This task calls for copying every line of the records that includes the word "grid".

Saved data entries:
::::::
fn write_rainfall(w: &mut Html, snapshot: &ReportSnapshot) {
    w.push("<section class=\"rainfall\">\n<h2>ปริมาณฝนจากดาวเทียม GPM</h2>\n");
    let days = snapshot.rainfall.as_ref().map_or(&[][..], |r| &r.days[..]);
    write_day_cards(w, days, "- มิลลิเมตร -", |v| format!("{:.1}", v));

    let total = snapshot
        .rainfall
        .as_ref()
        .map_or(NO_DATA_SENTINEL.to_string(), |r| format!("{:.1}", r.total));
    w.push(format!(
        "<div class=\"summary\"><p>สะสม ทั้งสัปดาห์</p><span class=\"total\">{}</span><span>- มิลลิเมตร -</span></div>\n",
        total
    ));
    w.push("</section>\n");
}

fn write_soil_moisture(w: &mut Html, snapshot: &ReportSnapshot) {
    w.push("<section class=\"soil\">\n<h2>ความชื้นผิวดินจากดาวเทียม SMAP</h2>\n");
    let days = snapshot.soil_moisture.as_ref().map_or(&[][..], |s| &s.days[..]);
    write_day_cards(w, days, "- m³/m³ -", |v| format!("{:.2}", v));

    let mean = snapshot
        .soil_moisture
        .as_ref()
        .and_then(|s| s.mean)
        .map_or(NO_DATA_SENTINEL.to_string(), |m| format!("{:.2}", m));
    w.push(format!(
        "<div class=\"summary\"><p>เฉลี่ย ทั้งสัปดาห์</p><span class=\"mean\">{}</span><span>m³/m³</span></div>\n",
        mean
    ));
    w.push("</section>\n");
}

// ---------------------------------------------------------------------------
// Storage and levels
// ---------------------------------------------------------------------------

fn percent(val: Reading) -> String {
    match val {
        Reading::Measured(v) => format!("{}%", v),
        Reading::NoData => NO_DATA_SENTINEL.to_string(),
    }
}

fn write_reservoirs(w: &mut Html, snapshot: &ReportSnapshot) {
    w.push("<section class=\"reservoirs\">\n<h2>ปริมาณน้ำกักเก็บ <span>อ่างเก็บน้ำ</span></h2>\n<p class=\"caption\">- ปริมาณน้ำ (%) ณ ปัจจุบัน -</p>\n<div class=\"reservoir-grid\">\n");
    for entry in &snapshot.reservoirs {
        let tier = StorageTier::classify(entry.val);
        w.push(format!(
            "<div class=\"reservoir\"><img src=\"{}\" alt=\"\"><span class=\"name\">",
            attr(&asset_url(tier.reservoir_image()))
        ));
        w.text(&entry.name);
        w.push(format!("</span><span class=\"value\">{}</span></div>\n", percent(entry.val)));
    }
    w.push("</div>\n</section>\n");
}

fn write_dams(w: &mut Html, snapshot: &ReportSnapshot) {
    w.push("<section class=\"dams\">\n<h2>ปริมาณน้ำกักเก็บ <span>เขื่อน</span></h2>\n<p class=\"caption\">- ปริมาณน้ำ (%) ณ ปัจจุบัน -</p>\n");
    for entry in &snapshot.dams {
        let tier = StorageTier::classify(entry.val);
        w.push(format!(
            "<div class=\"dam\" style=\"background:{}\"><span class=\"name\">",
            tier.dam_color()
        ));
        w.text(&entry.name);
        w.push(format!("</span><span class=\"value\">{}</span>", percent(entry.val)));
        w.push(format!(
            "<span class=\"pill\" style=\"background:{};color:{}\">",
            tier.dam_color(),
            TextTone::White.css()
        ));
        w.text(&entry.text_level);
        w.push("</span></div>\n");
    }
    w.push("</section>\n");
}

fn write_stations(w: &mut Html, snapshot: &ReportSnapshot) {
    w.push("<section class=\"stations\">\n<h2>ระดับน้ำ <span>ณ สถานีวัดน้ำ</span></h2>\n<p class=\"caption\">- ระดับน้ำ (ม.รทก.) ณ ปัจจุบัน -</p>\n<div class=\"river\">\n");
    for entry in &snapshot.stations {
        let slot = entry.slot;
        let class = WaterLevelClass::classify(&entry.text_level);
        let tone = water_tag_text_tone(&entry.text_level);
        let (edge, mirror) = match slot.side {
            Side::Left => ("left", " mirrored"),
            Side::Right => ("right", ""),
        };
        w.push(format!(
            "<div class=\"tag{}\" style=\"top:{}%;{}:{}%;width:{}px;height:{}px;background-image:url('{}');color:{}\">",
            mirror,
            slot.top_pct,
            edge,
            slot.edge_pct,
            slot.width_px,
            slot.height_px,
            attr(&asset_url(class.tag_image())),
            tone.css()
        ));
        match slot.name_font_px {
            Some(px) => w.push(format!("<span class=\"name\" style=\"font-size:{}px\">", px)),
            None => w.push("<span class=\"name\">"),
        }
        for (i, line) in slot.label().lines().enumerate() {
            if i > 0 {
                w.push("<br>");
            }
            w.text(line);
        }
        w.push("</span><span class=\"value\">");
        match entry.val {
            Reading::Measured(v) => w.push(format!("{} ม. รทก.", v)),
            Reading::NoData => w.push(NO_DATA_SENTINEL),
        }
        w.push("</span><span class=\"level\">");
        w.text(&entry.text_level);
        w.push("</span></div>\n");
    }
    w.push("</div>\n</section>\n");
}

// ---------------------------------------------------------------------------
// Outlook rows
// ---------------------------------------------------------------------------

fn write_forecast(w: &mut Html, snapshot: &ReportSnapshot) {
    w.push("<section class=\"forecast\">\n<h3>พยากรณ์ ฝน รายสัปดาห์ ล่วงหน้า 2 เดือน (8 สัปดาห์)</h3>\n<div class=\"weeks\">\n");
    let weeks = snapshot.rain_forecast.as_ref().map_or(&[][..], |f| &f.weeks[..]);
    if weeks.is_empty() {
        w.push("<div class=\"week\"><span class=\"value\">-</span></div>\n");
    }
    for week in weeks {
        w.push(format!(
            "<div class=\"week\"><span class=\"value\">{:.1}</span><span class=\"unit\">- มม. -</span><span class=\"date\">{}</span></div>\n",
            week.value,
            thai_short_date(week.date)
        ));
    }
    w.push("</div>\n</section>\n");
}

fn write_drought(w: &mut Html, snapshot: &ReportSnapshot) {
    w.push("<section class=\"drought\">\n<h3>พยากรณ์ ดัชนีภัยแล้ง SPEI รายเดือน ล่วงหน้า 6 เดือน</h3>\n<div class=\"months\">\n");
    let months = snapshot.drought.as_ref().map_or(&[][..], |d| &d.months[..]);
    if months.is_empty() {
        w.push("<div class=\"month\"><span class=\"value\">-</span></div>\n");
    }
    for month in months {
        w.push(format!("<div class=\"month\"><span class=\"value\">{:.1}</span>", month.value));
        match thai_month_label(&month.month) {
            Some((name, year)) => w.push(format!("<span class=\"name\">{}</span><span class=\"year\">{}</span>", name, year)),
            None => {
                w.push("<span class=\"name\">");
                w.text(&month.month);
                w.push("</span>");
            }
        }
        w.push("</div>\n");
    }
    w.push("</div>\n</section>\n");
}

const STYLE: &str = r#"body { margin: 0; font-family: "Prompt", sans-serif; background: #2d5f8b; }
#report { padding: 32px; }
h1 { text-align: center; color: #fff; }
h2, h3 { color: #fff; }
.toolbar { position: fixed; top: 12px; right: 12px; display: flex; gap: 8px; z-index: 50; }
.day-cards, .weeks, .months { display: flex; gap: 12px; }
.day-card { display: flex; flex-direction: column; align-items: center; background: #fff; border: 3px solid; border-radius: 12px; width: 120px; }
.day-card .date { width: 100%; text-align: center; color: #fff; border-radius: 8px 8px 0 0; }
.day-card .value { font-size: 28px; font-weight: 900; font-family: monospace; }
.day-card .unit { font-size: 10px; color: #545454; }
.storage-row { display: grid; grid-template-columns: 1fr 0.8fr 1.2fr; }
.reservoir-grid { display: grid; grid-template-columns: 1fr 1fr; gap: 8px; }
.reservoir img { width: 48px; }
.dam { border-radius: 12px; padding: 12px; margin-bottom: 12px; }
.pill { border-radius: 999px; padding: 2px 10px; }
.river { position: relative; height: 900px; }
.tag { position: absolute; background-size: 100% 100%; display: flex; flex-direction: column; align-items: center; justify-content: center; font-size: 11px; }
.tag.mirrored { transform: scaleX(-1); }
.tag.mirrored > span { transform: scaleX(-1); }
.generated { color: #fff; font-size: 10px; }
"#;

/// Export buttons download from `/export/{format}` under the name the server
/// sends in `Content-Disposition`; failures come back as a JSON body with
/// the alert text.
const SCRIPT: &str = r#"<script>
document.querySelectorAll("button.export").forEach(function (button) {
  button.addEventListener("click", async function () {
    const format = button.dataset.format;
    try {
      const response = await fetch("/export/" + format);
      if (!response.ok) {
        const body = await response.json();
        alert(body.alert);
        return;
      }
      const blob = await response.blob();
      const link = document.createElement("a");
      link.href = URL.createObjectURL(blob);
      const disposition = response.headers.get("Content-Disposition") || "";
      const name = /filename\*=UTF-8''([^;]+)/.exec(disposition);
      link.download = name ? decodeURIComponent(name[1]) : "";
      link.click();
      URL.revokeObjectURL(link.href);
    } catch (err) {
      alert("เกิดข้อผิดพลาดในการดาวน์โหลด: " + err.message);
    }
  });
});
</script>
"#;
::::::
Task result:
    w.push("<section class=\"reservoirs\">\n<h2>ปริมาณน้ำกักเก็บ <span>อ่างเก็บน้ำ</span></h2>\n<p class=\"caption\">- ปริมาณน้ำ (%) ณ ปัจจุบัน -</p>\n<div class=\"reservoir-grid\">\n");
.storage-row { display: grid; grid-template-columns: 1fr 0.8fr 1.2fr; }
.reservoir-grid { display: grid; grid-template-columns: 1fr 1fr; gap: 8px; }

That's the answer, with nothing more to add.